3. Jurisprudência sobre o Tema
A jurisprudência do Tribunal de Ética e Disciplina (TED) da OAB reforça a necessidade de prudência na autodenominação do advogado como “especialista” ou “referência”. Em diversos julgados, o TED já se posicionou contrariamente à utilização de tais denominações sem comprovação, como podemos observar no seguinte precedente:
Ementa:“Processo Disciplinar Nº 1100923.00011097/2020-20 – por unanimidade EMENTA: TED Nº 1278/2021. PUBLICIDADE IRREGULAR. OFERTA DE SERVIÇOS. PUBLICIDADE CARACTERIZANDO OFERECIMENTO DE SERVIÇOS OU CAPTAÇÃO DE CLIENTELA. Publicação veiculada em sites/aplicativos e jornal de grande circulação, com a finalidade de captação de clientes, informando os meios de contato, sob título de “SOS MULTAS” e frases “Consulte um especialista”, “Foi Multado? Sim? Deixe quem está a mais de 10 anos no ramo cuidar disto para você” associada aos contatos do Representado. Caracterizada infração ético disciplinar aos artigos 34, inc IV, do EAOAB, e 7º, 39 e 40, inciso VI, do Código de Ética e Disciplina da OAB. PROCEDENTE a presente representação convertida em advertência, nos termos do artigo 36, parágrafo único, do EAOAB. Oitava Turma Julgadora TED/RS – Relator RAPHAEL KLASER – Porto Alegre, 14 de setembro de 2021″.

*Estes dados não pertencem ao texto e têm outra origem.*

//! Tracing subscriber installation for the `folio` binary.

use thiserror::Error;
use tracing::level_filters::LevelFilter;
use tracing_subscriber::EnvFilter;

#[derive(Error, Debug)]
#[error("failed to install tracing subscriber: {0}")]
pub struct TelemetryError(String);

/// Install a global fmt subscriber writing to stderr.
///
/// The level defaults to `info` (`debug` when `verbose`); `RUST_LOG`
/// directives take precedence.
pub fn init(verbose: bool) -> Result<(), TelemetryError> {
    let env_filter = EnvFilter::builder()
        .with_default_directive(default_level(verbose).into())
        .from_env_lossy();

    tracing_subscriber::fmt()
        .with_env_filter(env_filter)
        .with_target(verbose)
        .with_writer(std::io::stderr)
        .try_init()
        .map_err(|err| TelemetryError(err.to_string()))
}

fn default_level(verbose: bool) -> LevelFilter {
    if verbose {
        LevelFilter::DEBUG
    } else {
        LevelFilter::INFO
    }
}
//! Site configuration module.
//!
//! Handles loading, validating, and merging `config.toml`. A single optional
//! file lives in the site root; its values override the stock defaults and
//! command-line flags override both.
//!
//! ## Configuration Options
//!
//! ```toml
//! # All options are optional - defaults shown below
//!
//! title = "Folio"                       # Site name, used on the home page
//! title_suffix = " — folio"             # Appended to page and feed titles
//! absolute_url = "https://example.com"  # Canonical URL, used in the Atom feed
//! release = "1"                         # Versioned asset directory name
//! drafts = false                        # Drafts mode (robots.txt policy)
//!
//! [atom]
//! tag = "example.com"       # Authority part of feed and entry tag URIs
//! author_name = "Folio"     # Entry author
//! num_entries = 20          # Maximum entries in articles.atom
//!
//! [home]
//! num_articles = 10         # Articles listed on the home page
//!
//! [robots]
//! allow_agent = "Twitterbot" # Crawler still allowed in drafts mode
//!
//! [short_links]
//! style = "stub"            # stub | refresh | off
//!
//! [processing]
//! max_processes = 4         # Max parallel workers (omit for auto = CPU cores)
//! ```
//!
//! Unknown keys are rejected to catch typos early.
//!
//! ## Site Layout
//!
//! [`SitePaths`] fixes where sources are read from and where output and
//! persisted build state go. The directory conventions are documented on
//! each accessor.

use serde::{Deserialize, Serialize};
use std::fs;
use std::path::{Path, PathBuf};
use thiserror::Error;

/// Name of the site config file in the source root.
pub const CONFIG_FILENAME: &str = "config.toml";

#[derive(Error, Debug)]
pub enum ConfigError {
    #[error("IO error: {0}")]
    Io(#[from] std::io::Error),
    #[error("TOML parse error: {0}")]
    Toml(#[from] toml::de::Error),
    #[error("Config validation error: {0}")]
    Validation(String),
}

/// Site configuration loaded from `config.toml`.
///
/// All fields have sensible defaults. User config files need only specify
/// the values they want to override. Unknown keys are rejected.
#[derive(Debug, Clone, Serialize, Deserialize)]
#[serde(default, deny_unknown_fields)]
pub struct SiteConfig {
    /// Site name, used as the home page title.
    pub title: String,
    /// Suffix appended to every page title and the feed title.
    pub title_suffix: String,
    /// Absolute URL the site is hosted at. No trailing slash.
    pub absolute_url: String,
    /// Release stamp for the versioned assets directory.
    pub release: String,
    /// Drafts mode. Emits a robots.txt that keeps crawlers away.
    pub drafts: bool,
    /// Atom feed settings.
    pub atom: AtomConfig,
    /// Home page settings.
    pub home: HomeConfig,
    /// robots.txt settings.
    pub robots: RobotsConfig,
    /// Short-alias output settings.
    pub short_links: ShortLinksConfig,
    /// Parallel processing settings.
    pub processing: ProcessingConfig,
}

impl Default for SiteConfig {
    fn default() -> Self {
        Self {
            title: "Folio".to_string(),
            title_suffix: " — folio".to_string(),
            absolute_url: "https://example.com".to_string(),
            release: "1".to_string(),
            drafts: false,
            atom: AtomConfig::default(),
            home: HomeConfig::default(),
            robots: RobotsConfig::default(),
            short_links: ShortLinksConfig::default(),
            processing: ProcessingConfig::default(),
        }
    }
}

impl SiteConfig {
    /// Validate config values are within acceptable ranges.
    pub fn validate(&self) -> Result<(), ConfigError> {
        if self.atom.num_entries == 0 {
            return Err(ConfigError::Validation(
                "atom.num_entries must be at least 1".into(),
            ));
        }
        if self.home.num_articles == 0 {
            return Err(ConfigError::Validation(
                "home.num_articles must be at least 1".into(),
            ));
        }
        if self.atom.tag.is_empty() {
            return Err(ConfigError::Validation("atom.tag must not be empty".into()));
        }
        if self.release.is_empty() || self.release.contains(['/', '\\']) {
            return Err(ConfigError::Validation(
                "release must be a single non-empty path segment".into(),
            ));
        }
        if !self.absolute_url.starts_with("http://") && !self.absolute_url.starts_with("https://")
        {
            return Err(ConfigError::Validation(
                "absolute_url must start with http:// or https://".into(),
            ));
        }
        Ok(())
    }

    /// Absolute URL without a trailing slash.
    pub fn base_url(&self) -> &str {
        self.absolute_url.trim_end_matches('/')
    }
}

/// Atom feed settings.
#[derive(Debug, Clone, Serialize, Deserialize)]
#[serde(default, deny_unknown_fields)]
pub struct AtomConfig {
    /// Stable authority for `tag:` URIs, e.g. `example.com`.
    pub tag: String,
    /// Author name attached to every entry.
    pub author_name: String,
    /// Maximum number of entries in the feed.
    pub num_entries: usize,
}

impl Default for AtomConfig {
    fn default() -> Self {
        Self {
            tag: "example.com".to_string(),
            author_name: "Folio".to_string(),
            num_entries: 20,
        }
    }
}

/// Home page settings.
#[derive(Debug, Clone, Serialize, Deserialize)]
#[serde(default, deny_unknown_fields)]
pub struct HomeConfig {
    /// Number of most recent articles listed on the home page.
    pub num_articles: usize,
}

impl Default for HomeConfig {
    fn default() -> Self {
        Self { num_articles: 10 }
    }
}

/// robots.txt settings.
#[derive(Debug, Clone, Serialize, Deserialize)]
#[serde(default, deny_unknown_fields)]
pub struct RobotsConfig {
    /// User agent that stays allowed when drafts mode blocks everyone else.
    pub allow_agent: String,
}

impl Default for RobotsConfig {
    fn default() -> Self {
        Self {
            allow_agent: "Twitterbot".to_string(),
        }
    }
}

/// How short aliases (`a/<short_id>`) are emitted.
///
/// Static hosts generally cannot issue HTTP redirects for individual paths,
/// so every style here is a plain file.
#[derive(Debug, Clone, Copy, Default, PartialEq, Eq, Serialize, Deserialize)]
#[serde(rename_all = "lowercase")]
pub enum ShortLinkStyle {
    /// A minimal page with a click-through link to the canonical path.
    #[default]
    Stub,
    /// The stub page plus a `<meta http-equiv="refresh">` client-side hop.
    Refresh,
    /// No alias output at all.
    Off,
}

/// Short-alias output settings.
#[derive(Debug, Clone, Default, Serialize, Deserialize)]
#[serde(default, deny_unknown_fields)]
pub struct ShortLinksConfig {
    pub style: ShortLinkStyle,
}

/// Parallel processing settings.
#[derive(Debug, Clone, Default, Serialize, Deserialize)]
#[serde(default, deny_unknown_fields)]
pub struct ProcessingConfig {
    /// Maximum number of parallel build workers.
    /// When absent or null, defaults to the number of CPU cores.
    /// Values larger than the core count are clamped down.
    pub max_processes: Option<usize>,
}

/// Resolve the effective worker count from config.
///
/// - `None` → use all available cores
/// - `Some(n)` → use `min(n, cores)`, and at least one
pub fn effective_threads(config: &ProcessingConfig) -> usize {
    let cores = std::thread::available_parallelism()
        .map(|n| n.get())
        .unwrap_or(1);
    config
        .max_processes
        .map(|n| n.clamp(1, cores))
        .unwrap_or(cores)
}

// =============================================================================
// Config loading, merging, and validation
// =============================================================================

/// Returns the stock default config as a `toml::Value::Table`.
pub fn stock_defaults_value() -> toml::Value {
    toml::Value::try_from(SiteConfig::default()).expect("default config must serialize")
}

/// Recursively merge `overlay` on top of `base`.
///
/// - Tables are merged key-by-key (overlay keys override base keys).
/// - Non-table values in overlay replace base values entirely.
/// - Keys in base that are not in overlay are preserved.
pub fn merge_toml(base: toml::Value, overlay: toml::Value) -> toml::Value {
    match (base, overlay) {
        (toml::Value::Table(mut base_table), toml::Value::Table(overlay_table)) => {
            for (key, overlay_val) in overlay_table {
                let merged = match base_table.remove(&key) {
                    Some(base_val) => merge_toml(base_val, overlay_val),
                    None => overlay_val,
                };
                base_table.insert(key, merged);
            }
            toml::Value::Table(base_table)
        }
        (_, overlay) => overlay,
    }
}

/// Load `config.toml` from the site root.
///
/// Merges user values on top of stock defaults, rejects unknown keys,
/// and validates the result. A missing file yields the defaults.
pub fn load_config(root: &Path) -> Result<SiteConfig, ConfigError> {
    let config_path = root.join(CONFIG_FILENAME);
    let merged = if config_path.exists() {
        let content = fs::read_to_string(&config_path)?;
        let overlay: toml::Value = toml::from_str(&content)?;
        merge_toml(stock_defaults_value(), overlay)
    } else {
        stock_defaults_value()
    };
    let config: SiteConfig = merged.try_into()?;
    config.validate()?;
    Ok(config)
}

/// Returns a fully-commented stock `config.toml` with all keys and explanations.
///
/// Used by the `gen-config` CLI command.
pub fn stock_config_toml() -> &'static str {
    r##"# Folio Configuration
# ===================
# All settings are optional. Remove or comment out any you don't need.
# Values shown below are the defaults. Unknown keys will cause an error.
#
# This file is a dependency of every page: editing it rebuilds the site.

# Site name, shown as the home page title.
title = "Folio"

# Appended to every page title and to the Atom feed title.
title_suffix = " — folio"

# Absolute URL the site is served from (no trailing slash).
absolute_url = "https://example.com"

# Versioned assets live under assets/<release>/. Bump to bust caches.
release = "1"

# Drafts mode. When on, robots.txt blocks every crawler except
# robots.allow_agent.
drafts = false

# ---------------------------------------------------------------------------
# Atom feed (articles.atom)
# ---------------------------------------------------------------------------
[atom]
# Authority used in tag: URIs for the feed and entry ids. Never change this
# once published or readers will see every entry again.
tag = "example.com"

# Author attached to every entry.
author_name = "Folio"

# Maximum number of entries, newest first.
num_entries = 20

# ---------------------------------------------------------------------------
# Home page
# ---------------------------------------------------------------------------
[home]
# Number of most recent articles listed on the home page.
num_articles = 10

# ---------------------------------------------------------------------------
# robots.txt
# ---------------------------------------------------------------------------
[robots]
# Crawler still allowed in drafts mode (for link previews).
allow_agent = "Twitterbot"

# ---------------------------------------------------------------------------
# Short links (a/<short_id>)
# ---------------------------------------------------------------------------
[short_links]
# stub    - a tiny page with a click-through link to the article
# refresh - the stub page plus a meta refresh to the article
# off     - don't emit short-link pages
style = "stub"

# ---------------------------------------------------------------------------
# Processing
# ---------------------------------------------------------------------------
[processing]
# Maximum parallel build workers.
# Omit or comment out to auto-detect (= number of CPU cores).
# max_processes = 4
"##
}

// =============================================================================
// Site paths
// =============================================================================

/// Directory conventions for one site.
///
/// ```text
/// <source>/config.toml
/// <source>/content/articles/*.md
/// <source>/content/stylesheets/
/// <source>/content/images/
/// <source>/content/javascripts/
/// <source>/views/_*.html        partials
/// <source>/views/<view>.html    per-view fragments
/// <target>/...                  rendered site
/// <state>/...                   fingerprints and registry snapshot
/// ```
#[derive(Debug, Clone)]
pub struct SitePaths {
    pub source_dir: PathBuf,
    pub target_dir: PathBuf,
    pub state_dir: PathBuf,
}

impl SitePaths {
    pub fn new(
        source_dir: impl Into<PathBuf>,
        target_dir: impl Into<PathBuf>,
        state_dir: impl Into<PathBuf>,
    ) -> Self {
        Self {
            source_dir: source_dir.into(),
            target_dir: target_dir.into(),
            state_dir: state_dir.into(),
        }
    }

    pub fn config_file(&self) -> PathBuf {
        self.source_dir.join(CONFIG_FILENAME)
    }

    pub fn articles_dir(&self) -> PathBuf {
        self.source_dir.join("content/articles")
    }

    pub fn stylesheets_dir(&self) -> PathBuf {
        self.source_dir.join("content/stylesheets")
    }

    pub fn images_dir(&self) -> PathBuf {
        self.source_dir.join("content/images")
    }

    pub fn javascripts_dir(&self) -> PathBuf {
        self.source_dir.join("content/javascripts")
    }

    pub fn views_dir(&self) -> PathBuf {
        self.source_dir.join("views")
    }

    /// Directory for assets whose URLs carry the release stamp.
    pub fn versioned_assets_dir(&self, release: &str) -> PathBuf {
        self.target_dir.join("assets").join(release)
    }

    /// Directory holding short-alias stub pages.
    pub fn short_links_dir(&self) -> PathBuf {
        self.target_dir.join("a")
    }
}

Além disso, o TED ressalta que o uso indevido desses termos pode configurar captação indevida de clientela, conforme previsto no art. 34, IV, do Estatuto da Advocacia e da OAB (Lei n.º 8.906/1994), que tipifica como infração disciplinar “angariar ou captar causas, com ou sem a intervenção de terceiros”.
Isso ocorre quando o advogado, ao se autointitular de forma indevida, tenta induzir o público a contratá-lo sob a impressão de possuir expertise que não pode comprovar.
4. Conclusão
Diante do exposto, conclui-se que, embora o advogado possa anunciar suas áreas de atuação e divulgar seus serviços com maior amplitude após o Provimento n.º 205/2021, ele deve fazê-lo sempre com discrição, moderação e, acima de tudo, veracidade. A autodenominação de “especialista” ou “referência” sem a devida comprovação formal de qualificação técnica pode configurar infração ética, sendo vedada pelo Código de Ética e Disciplina da OAB.
O respeito aos limites éticos na publicidade não apenas preserva a dignidade da advocacia, mas também protege o público contra práticas que possam induzi-lo a erro. A atuação ética e transparente é fundamental para a manutenção da confiança da sociedade na advocacia e no sistema de Justiça.
Referências:
LOBO, Paulo. Comentários ao Código de Ética e Disciplina da OAB. São Paulo: Saraiva, 2020.
SANTOS, Maurício Gomm. A Publicidade na Advocacia. São Paulo: Revista dos Tribunais, 2019.
Ordem dos Advogados do Brasil. Provimento n.º 205/2021. Ordem dos Advogados do Brasil. Código de Ética e Disciplina da OAB.
Jurisprudência: TED-RS, Processo Disciplinar Nº 1100923.00011097/2020-20.